### TASK STATEMENT
A word-for-word repeat of all the data is the goal.

### DATA IN THIS EXERCISE
-----

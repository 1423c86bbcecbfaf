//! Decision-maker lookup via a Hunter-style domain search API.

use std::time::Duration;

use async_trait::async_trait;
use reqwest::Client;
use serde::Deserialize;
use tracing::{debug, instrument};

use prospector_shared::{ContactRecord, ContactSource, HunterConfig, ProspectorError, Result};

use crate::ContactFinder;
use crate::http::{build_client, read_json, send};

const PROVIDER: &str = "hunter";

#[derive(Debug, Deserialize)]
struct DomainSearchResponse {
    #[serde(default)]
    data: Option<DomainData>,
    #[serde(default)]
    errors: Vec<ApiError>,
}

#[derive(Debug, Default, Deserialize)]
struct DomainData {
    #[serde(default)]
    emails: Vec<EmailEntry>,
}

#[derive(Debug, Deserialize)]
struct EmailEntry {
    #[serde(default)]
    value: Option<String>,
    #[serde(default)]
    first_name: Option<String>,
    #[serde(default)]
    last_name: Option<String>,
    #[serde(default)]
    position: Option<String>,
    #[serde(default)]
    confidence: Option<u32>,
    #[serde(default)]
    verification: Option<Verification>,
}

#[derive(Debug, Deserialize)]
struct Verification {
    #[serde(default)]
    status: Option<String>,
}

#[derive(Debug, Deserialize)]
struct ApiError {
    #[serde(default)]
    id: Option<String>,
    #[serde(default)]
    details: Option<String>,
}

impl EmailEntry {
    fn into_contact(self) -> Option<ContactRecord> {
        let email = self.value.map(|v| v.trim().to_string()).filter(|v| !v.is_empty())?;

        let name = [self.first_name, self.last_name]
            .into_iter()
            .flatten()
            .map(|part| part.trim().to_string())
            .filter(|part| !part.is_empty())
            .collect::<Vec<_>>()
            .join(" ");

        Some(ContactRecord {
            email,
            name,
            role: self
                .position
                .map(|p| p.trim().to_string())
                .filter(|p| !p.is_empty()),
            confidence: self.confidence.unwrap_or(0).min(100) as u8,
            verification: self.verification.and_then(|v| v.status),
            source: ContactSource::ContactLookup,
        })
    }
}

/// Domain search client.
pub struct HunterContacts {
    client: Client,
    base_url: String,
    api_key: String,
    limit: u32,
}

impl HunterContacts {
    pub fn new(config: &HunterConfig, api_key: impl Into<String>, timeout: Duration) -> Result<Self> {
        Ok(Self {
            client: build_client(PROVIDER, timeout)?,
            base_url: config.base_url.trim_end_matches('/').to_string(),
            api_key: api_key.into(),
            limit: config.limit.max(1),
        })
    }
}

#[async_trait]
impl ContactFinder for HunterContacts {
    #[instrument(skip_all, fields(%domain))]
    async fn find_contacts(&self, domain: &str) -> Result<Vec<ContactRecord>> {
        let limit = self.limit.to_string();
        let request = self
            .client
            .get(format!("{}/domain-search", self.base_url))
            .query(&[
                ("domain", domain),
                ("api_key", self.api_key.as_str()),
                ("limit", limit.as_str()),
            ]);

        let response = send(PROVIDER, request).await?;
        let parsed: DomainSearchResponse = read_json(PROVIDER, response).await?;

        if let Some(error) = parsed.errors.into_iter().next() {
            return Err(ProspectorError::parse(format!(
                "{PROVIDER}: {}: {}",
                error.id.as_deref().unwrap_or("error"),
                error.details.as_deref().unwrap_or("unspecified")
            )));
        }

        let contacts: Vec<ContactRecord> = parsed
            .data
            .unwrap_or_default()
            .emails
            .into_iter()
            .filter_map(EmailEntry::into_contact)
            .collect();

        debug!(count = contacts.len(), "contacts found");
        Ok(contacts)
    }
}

-----

### RESULT BELOW
repository 1423c86bbcecbfaf
//! Decision-maker lookup via a Hunter-style domain search API.

use std::time::Duration;

use async_trait::async_trait;
use reqwest::Client;
use serde::Deserialize;
use tracing::{debug, instrument};

use prospector_shared::{ContactRecord, ContactSource, HunterConfig, ProspectorError, Result};

use crate::ContactFinder;
use crate::http::{build_client, read_json, send};

const PROVIDER: &str = "hunter";

#[derive(Debug, Deserialize)]
struct DomainSearchResponse {
    #[serde(default)]
    data: Option<DomainData>,
    #[serde(default)]
    errors: Vec<ApiError>,
}

#[derive(Debug, Default, Deserialize)]
struct DomainData {
    #[serde(default)]
    emails: Vec<EmailEntry>,
}

#[derive(Debug, Deserialize)]
struct EmailEntry {
    #[serde(default)]
    value: Option<String>,
    #[serde(default)]
    first_name: Option<String>,
    #[serde(default)]
    last_name: Option<String>,
    #[serde(default)]
    position: Option<String>,
    #[serde(default)]
    confidence: Option<u32>,
    #[serde(default)]
    verification: Option<Verification>,
}

#[derive(Debug, Deserialize)]
struct Verification {
    #[serde(default)]
    status: Option<String>,
}

#[derive(Debug, Deserialize)]
struct ApiError {
    #[serde(default)]
    id: Option<String>,
    #[serde(default)]
    details: Option<String>,
}

impl EmailEntry {
    fn into_contact(self) -> Option<ContactRecord> {
        let email = self.value.map(|v| v.trim().to_string()).filter(|v| !v.is_empty())?;

        let name = [self.first_name, self.last_name]
            .into_iter()
            .flatten()
            .map(|part| part.trim().to_string())
            .filter(|part| !part.is_empty())
            .collect::<Vec<_>>()
            .join(" ");

        Some(ContactRecord {
            email,
            name,
            role: self
                .position
                .map(|p| p.trim().to_string())
                .filter(|p| !p.is_empty()),
            confidence: self.confidence.unwrap_or(0).min(100) as u8,
            verification: self.verification.and_then(|v| v.status),
            source: ContactSource::ContactLookup,
        })
    }
}

/// Domain search client.
pub struct HunterContacts {
    client: Client,
    base_url: String,
    api_key: String,
    limit: u32,
}

impl HunterContacts {
    pub fn new(config: &HunterConfig, api_key: impl Into<String>, timeout: Duration) -> Result<Self> {
        Ok(Self {
            client: build_client(PROVIDER, timeout)?,
            base_url: config.base_url.trim_end_matches('/').to_string(),
            api_key: api_key.into(),
            limit: config.limit.max(1),
        })
    }
}

#[async_trait]
impl ContactFinder for HunterContacts {
    #[instrument(skip_all, fields(%domain))]
    async fn find_contacts(&self, domain: &str) -> Result<Vec<ContactRecord>> {
        let limit = self.limit.to_string();
        let request = self
            .client
            .get(format!("{}/domain-search", self.base_url))
            .query(&[
                ("domain", domain),
                ("api_key", self.api_key.as_str()),
                ("limit", limit.as_str()),
            ]);

        let response = send(PROVIDER, request).await?;
        let parsed: DomainSearchResponse = read_json(PROVIDER, response).await?;

        if let Some(error) = parsed.errors.into_iter().next() {
            return Err(ProspectorError::parse(format!(
                "{PROVIDER}: {}: {}",
                error.id.as_deref().unwrap_or("error"),
                error.details.as_deref().unwrap_or("unspecified")
            )));
        }

        let contacts: Vec<ContactRecord> = parsed
            .data
            .unwrap_or_default()
            .emails
            .into_iter()
            .filter_map(EmailEntry::into_contact)
            .collect();

        debug!(count = contacts.len(), "contacts found");
        Ok(contacts)
    }
}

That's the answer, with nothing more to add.